=== What to do ===
Return the lines of the data below exactly. Start at the first and end with the line containing "for resize operations.".

=== Record extracts ===
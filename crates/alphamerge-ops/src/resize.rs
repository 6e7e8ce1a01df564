//! Resampling for mask planes.
//!
//! A mask whose size differs from the color image is stretched to the exact
//! target size with a separable two-pass filter. Nothing is cropped or
//! padded; aspect ratio is not preserved.
//!
//! # Filters
//!
//! - [`Filter::Nearest`] - Fastest, no interpolation (blocky)
//! - [`Filter::Bilinear`] - Linear interpolation (smooth but blurry)
//! - [`Filter::Bicubic`] - Mitchell-Netravali cubic
//! - [`Filter::Lanczos3`] - High-quality sinc-based (default)
//!
//! # Example
//!
//! ```rust
//! use alphamerge_ops::resize::{resize_plane_u8, Filter};
//!
//! let mask = vec![128u8; 100 * 100];
//! let big = resize_plane_u8(&mask, 100, 100, 200, 200, Filter::Lanczos3).unwrap();
//! assert_eq!(big.len(), 200 * 200);
//! assert!(big.iter().all(|&v| v == 128));
//! ```

use crate::{OpsError, OpsResult};
use std::fmt;
use std::str::FromStr;
use tracing::trace;

/// Resampling filter for resize operations.
#[derive(Debug, Clone, Copy, PartialEq, Eq, Default)]
pub enum Filter {
    /// Nearest-neighbor (fastest, no interpolation).
    Nearest,
    /// Bilinear interpolation (smooth, fast).
    Bilinear,
    /// Bicubic interpolation (sharper than bilinear).
    Bicubic,
    /// Lanczos-3 (high quality, area-aware when downscaling).
    #[default]
    Lanczos3,
}

impl Filter {
    /// Returns the support radius for this filter.
    #[inline]
    pub fn support(&self) -> f32 {
        match self {
            Filter::Nearest => 0.5,
            Filter::Bilinear => 1.0,
            Filter::Bicubic => 2.0,
            Filter::Lanczos3 => 3.0,
        }
    }

    /// Evaluates the filter kernel at position x.
    #[inline]
    pub fn weight(&self, x: f32) -> f32 {
        match self {
            Filter::Nearest => nearest_weight(x),
            Filter::Bilinear => bilinear_weight(x),
            Filter::Bicubic => bicubic_weight(x),
            Filter::Lanczos3 => lanczos_weight(x, 3.0),
        }
    }

    /// Canonical lowercase name, accepted back by [`FromStr`].
    pub fn name(&self) -> &'static str {
        match self {
            Filter::Nearest => "nearest",
            Filter::Bilinear => "bilinear",
            Filter::Bicubic => "bicubic",
            Filter::Lanczos3 => "lanczos3",
        }
    }
}

impl fmt::Display for Filter {
    fn fmt(&self, f: &mut fmt::Formatter<'_>) -> fmt::Result {
        f.write_str(self.name())
    }
}

impl FromStr for Filter {
    type Err = OpsError;

    fn from_str(s: &str) -> Result<Self, Self::Err> {
        match s.to_lowercase().as_str() {
            "nearest" => Ok(Filter::Nearest),
            "bilinear" | "linear" => Ok(Filter::Bilinear),
            "bicubic" | "cubic" => Ok(Filter::Bicubic),
            "lanczos" | "lanczos3" => Ok(Filter::Lanczos3),
            other => Err(OpsError::InvalidParameter(format!(
                "unknown filter '{}' (expected nearest, bilinear, bicubic or lanczos3)",
                other
            ))),
        }
    }
}

/// Half-open box so a sample exactly halfway between two sources still
/// picks one of them.
#[inline]
fn nearest_weight(x: f32) -> f32 {
    if (-0.5..0.5).contains(&x) { 1.0 } else { 0.0 }
}

#[inline]
fn bilinear_weight(x: f32) -> f32 {
    let ax = x.abs();
    if ax < 1.0 { 1.0 - ax } else { 0.0 }
}

/// Mitchell-Netravali with B=1/3, C=1/3.
#[inline]
fn bicubic_weight(x: f32) -> f32 {
    const B: f32 = 1.0 / 3.0;
    const C: f32 = 1.0 / 3.0;

    let ax = x.abs();
    if ax < 1.0 {
        ((12.0 - 9.0 * B - 6.0 * C) * ax * ax * ax
            + (-18.0 + 12.0 * B + 6.0 * C) * ax * ax
            + (6.0 - 2.0 * B))
            / 6.0
    } else if ax < 2.0 {
        ((-B - 6.0 * C) * ax * ax * ax
            + (6.0 * B + 30.0 * C) * ax * ax
            + (-12.0 * B - 48.0 * C) * ax
            + (8.0 * B + 24.0 * C))
            / 6.0
    } else {
        0.0
    }
}

#[inline]
fn lanczos_weight(x: f32, a: f32) -> f32 {
    let ax = x.abs();
    if ax < 1e-8 {
        1.0
    } else if ax < a {
        let pi_x = std::f32::consts::PI * ax;
        let pi_x_a = pi_x / a;
        (pi_x.sin() / pi_x) * (pi_x_a.sin() / pi_x_a)
    } else {
        0.0
    }
}

/// Resizes a single f32 plane.
///
/// # Arguments
///
/// * `src` - Source samples, `src_w * src_h` long
/// * `src_w`, `src_h` - Source size
/// * `dst_w`, `dst_h` - Destination size
/// * `filter` - Resampling filter
///
/// Values are not clamped; Lanczos and bicubic may overshoot.
pub fn resize_f32(
    src: &[f32],
    src_w: usize,
    src_h: usize,
    dst_w: usize,
    dst_h: usize,
    filter: Filter,
) -> OpsResult<Vec<f32>> {
    if src_w == 0 || src_h == 0 {
        return Err(OpsError::InvalidDimensions(format!(
            "source is {}x{}",
            src_w, src_h
        )));
    }
    let expected = src_w * src_h;
    if src.len() != expected {
        return Err(OpsError::SizeMismatch(format!(
            "expected {} samples, got {}",
            expected,
            src.len()
        )));
    }
    if dst_w == 0 || dst_h == 0 {
        return Err(OpsError::InvalidDimensions(
            "destination size must be > 0".into(),
        ));
    }

    // Two-pass separable resize: horizontal then vertical
    let temp = resize_horizontal(src, src_w, src_h, dst_w, filter);
    let result = resize_vertical(&temp, dst_w, src_h, dst_h, filter);

    Ok(result)
}

/// Resizes a single 8-bit plane, rounding and clamping back to `0..=255`.
pub fn resize_plane_u8(
    src: &[u8],
    src_w: usize,
    src_h: usize,
    dst_w: usize,
    dst_h: usize,
    filter: Filter,
) -> OpsResult<Vec<u8>> {
    if (src_w, src_h) == (dst_w, dst_h) {
        if src.len() != src_w * src_h {
            return Err(OpsError::SizeMismatch(format!(
                "expected {} samples, got {}",
                src_w * src_h,
                src.len()
            )));
        }
        return Ok(src.to_vec());
    }

    trace!(src_w, src_h, dst_w, dst_h, %filter, "resampling plane");
    let plane: Vec<f32> = src.iter().map(|&v| v as f32).collect();
    let resized = resize_f32(&plane, src_w, src_h, dst_w, dst_h, filter)?;

    Ok(resized
        .into_iter()
        .map(|v| v.round().clamp(0.0, 255.0) as u8)
        .collect())
}

/// Inclusive source range and filter center for one destination sample.
fn taps(dst: usize, scale: f32, src_len: usize, filter: Filter) -> (usize, usize, f32) {
    let support = filter.support() * scale.max(1.0);
    let center = (dst as f32 + 0.5) * scale - 0.5;
    let first = ((center - support).floor() as isize).max(0) as usize;
    let last = ((center + support).ceil().max(0.0) as usize).min(src_len - 1);
    (first, last, center)
}

fn resize_horizontal(
    src: &[f32],
    src_w: usize,
    src_h: usize,
    dst_w: usize,
    filter: Filter,
) -> Vec<f32> {
    let mut dst = vec![0.0f32; dst_w * src_h];
    let scale = src_w as f32 / dst_w as f32;

    for x in 0..dst_w {
        let (left, right, center) = taps(x, scale, src_w, filter);
        let weights: Vec<f32> = (left..=right)
            .map(|sx| filter.weight((sx as f32 - center) / scale.max(1.0)))
            .collect();
        let weight_sum: f32 = weights.iter().sum();
        if weight_sum <= 0.0 {
            continue;
        }

        for y in 0..src_h {
            let row = &src[y * src_w..(y + 1) * src_w];
            let sum: f32 = (left..=right).zip(&weights).map(|(sx, w)| row[sx] * w).sum();
            dst[y * dst_w + x] = sum / weight_sum;
        }
    }

    dst
}

fn resize_vertical(
    src: &[f32],
    src_w: usize,
    src_h: usize,
    dst_h: usize,
    filter: Filter,
) -> Vec<f32> {
    let mut dst = vec![0.0f32; src_w * dst_h];
    let scale = src_h as f32 / dst_h as f32;

    for y in 0..dst_h {
        let (top, bottom, center) = taps(y, scale, src_h, filter);
        let weights: Vec<f32> = (top..=bottom)
            .map(|sy| filter.weight((sy as f32 - center) / scale.max(1.0)))
            .collect();
        let weight_sum: f32 = weights.iter().sum();
        if weight_sum <= 0.0 {
            continue;
        }

        for x in 0..src_w {
            let sum: f32 = (top..=bottom)
                .zip(&weights)
                .map(|(sy, w)| src[sy * src_w + x] * w)
                .sum();
            dst[y * src_w + x] = sum / weight_sum;
        }
    }

    dst
}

=== Result of this exercise ===
filename crates/alphamerge-ops/src/resize.rs
repository 6e7e8ce1a01df564
//! Resampling for mask planes.
//!
//! A mask whose size differs from the color image is stretched to the exact
//! target size with a separable two-pass filter. Nothing is cropped or
//! padded; aspect ratio is not preserved.
//!
//! # Filters
//!
//! - [`Filter::Nearest`] - Fastest, no interpolation (blocky)
//! - [`Filter::Bilinear`] - Linear interpolation (smooth but blurry)
//! - [`Filter::Bicubic`] - Mitchell-Netravali cubic
//! - [`Filter::Lanczos3`] - High-quality sinc-based (default)
//!
//! # Example
//!
//! ```rust
//! use alphamerge_ops::resize::{resize_plane_u8, Filter};
//!
//! let mask = vec![128u8; 100 * 100];
//! let big = resize_plane_u8(&mask, 100, 100, 200, 200, Filter::Lanczos3).unwrap();
//! assert_eq!(big.len(), 200 * 200);
//! assert!(big.iter().all(|&v| v == 128));
//! ```

use crate::{OpsError, OpsResult};
use std::fmt;
use std::str::FromStr;
use tracing::trace;

/// Resampling filter for resize operations.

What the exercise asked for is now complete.